The President’s Advisory Committee on Gender and Wellesley (PACGW) has taken on the responsibility of determining how Wellesley will define what it means to be a women’s college in the 21st century. The goal of the committee is to address how to act in the face of changing gender norms. This is accomplished by identifying key issues relevant to College policies and procedures that are affected by our society’s shifting perspective on gender.
Gender in the 21st century no longer means what it used to — mainstream culture is becoming more aware of identities outside the gender binary. Many believe that Wellesley in the 21st century must adjust to these changes.
“There’s nothing about the committee that wants to redefine this place. Everyone on the committee is devoted to Wellesley as a college,” said Kayla Bercu ’16, student representative of the PACGW. “Has gender studies really evolved? We need to think critically about how this will impact current students and future generations.”
The committee is in communication with the Trustees about admission and graduation policies. Wellesley College currently allows students to graduate no matter their gender identity. However, the College’s current policy is that students eligible to apply to Wellesley must identify as female on their birth certificate. The committee, which includes students, faculty and alumnae, is now in the process of revisiting these graduation and admission policies.
“Whose applications are we willing to consider? At this moment, we only look at applications that check the female box on the Common Application,” said Adele J. Wolfson, chair of the PACGW.
Wellesley is taking precautions with these decisions because there are several factors that need to be taken into consideration.
“What would it mean in terms of the mission of the College? What would be the legal, philosophical and other such implications for the College? That is essentially what we report to the Trustees so that they can make an informed decision,” Wolfson said.

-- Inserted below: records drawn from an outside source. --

#![forbid(unsafe_code)]

//! Reactive engine behind the Factorio server admin UI.
//!
//! See [`reactive`] for the primitives. Configuration and logging setup live
//! in [`fsadmin_core`] and are re-exported here for convenience.

pub mod reactive;

pub use fsadmin_core::{EngineConfig, ReentrancyPolicy, SelectionMode, SortDirection};
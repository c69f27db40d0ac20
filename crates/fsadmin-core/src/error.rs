#![forbid(unsafe_code)]

//! Error type for configuration loading and logging setup.

use std::path::PathBuf;

use thiserror::Error;

/// Errors produced while loading [`EngineConfig`](crate::EngineConfig) or
/// installing the logging subscriber.
#[non_exhaustive]
#[derive(Debug, Error)]
pub enum ConfigError {
    /// The configuration file could not be read.
    #[error("failed to read config file '{path}': {source}")]
    Io {
        path: PathBuf,
        #[source]
        source: std::io::Error,
    },

    /// TOML input did not match the configuration schema.
    #[error("invalid TOML config: {0}")]
    Toml(#[from] toml::de::Error),

    /// JSON input did not match the configuration schema.
    #[error("invalid JSON config: {0}")]
    Json(#[from] serde_json::Error),

    /// A field parsed but holds an unusable value.
    #[error("invalid value for '{field}': {reason}")]
    Invalid { field: &'static str, reason: String },

    /// The tracing subscriber could not be installed, or its filter is malformed.
    #[error("failed to initialize logging: {0}")]
    Logging(String),
}

impl ConfigError {
    /// Whether the error came from parsing rather than from I/O or setup.
    #[must_use]
    pub fn is_parse_error(&self) -> bool {
        matches!(self, Self::Toml(_) | Self::Json(_))
    }
}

The PACGW is also taking into consideration the repercussions that the changes in policy will have on the student body and faculty. There have been issues in the past about transmen and transwomen on campus and the committee plans to look into all the possible ramifications of their decisions before carrying them out. Due to the sensitivity of the discussion, student opinion varies greatly. One topic that was discussed last semester was whether or not transwomen deserve a place on the Wellesley campus.
“I don’t understand why it’s okay to accept women who choose to become men and not accept men who have chosen to become women. It’s unfair because you’re demeaning the value that the College was founded on. It doesn’t disrupt the sisterhood of the College. This is a women’s college, but there will always be gender minorities here and we should support whoever people choose to be here,” Sydney Brumfield ’18 said.
Similarly, students agree that the decision is a tough call, and that it will be difficult to redefine gender norms while complying with the College’s mission to empower women.
“No matter who is entering into this college, they should be fully dedicated to the idea that this is a women’s space and for the empowerment of women. For the committee to be thinking about all of that, they have to take into consideration how everyone feels about the potential change in policy,” Bercu ’16 said.
In order to better understand student opinion, the committee sent out a survey administered to the entire student body and faculty members late last semester. The survey responses were anonymous and focused on collecting data from a diverse group of students, including a range of gender identities. Almost half of the student population responded to the survey. According to estimates, the entire transgender community at Wellesley constitutes only a minute percentage of the student population. Further details of the survey results will be released after the College consults with the Board of Trustees.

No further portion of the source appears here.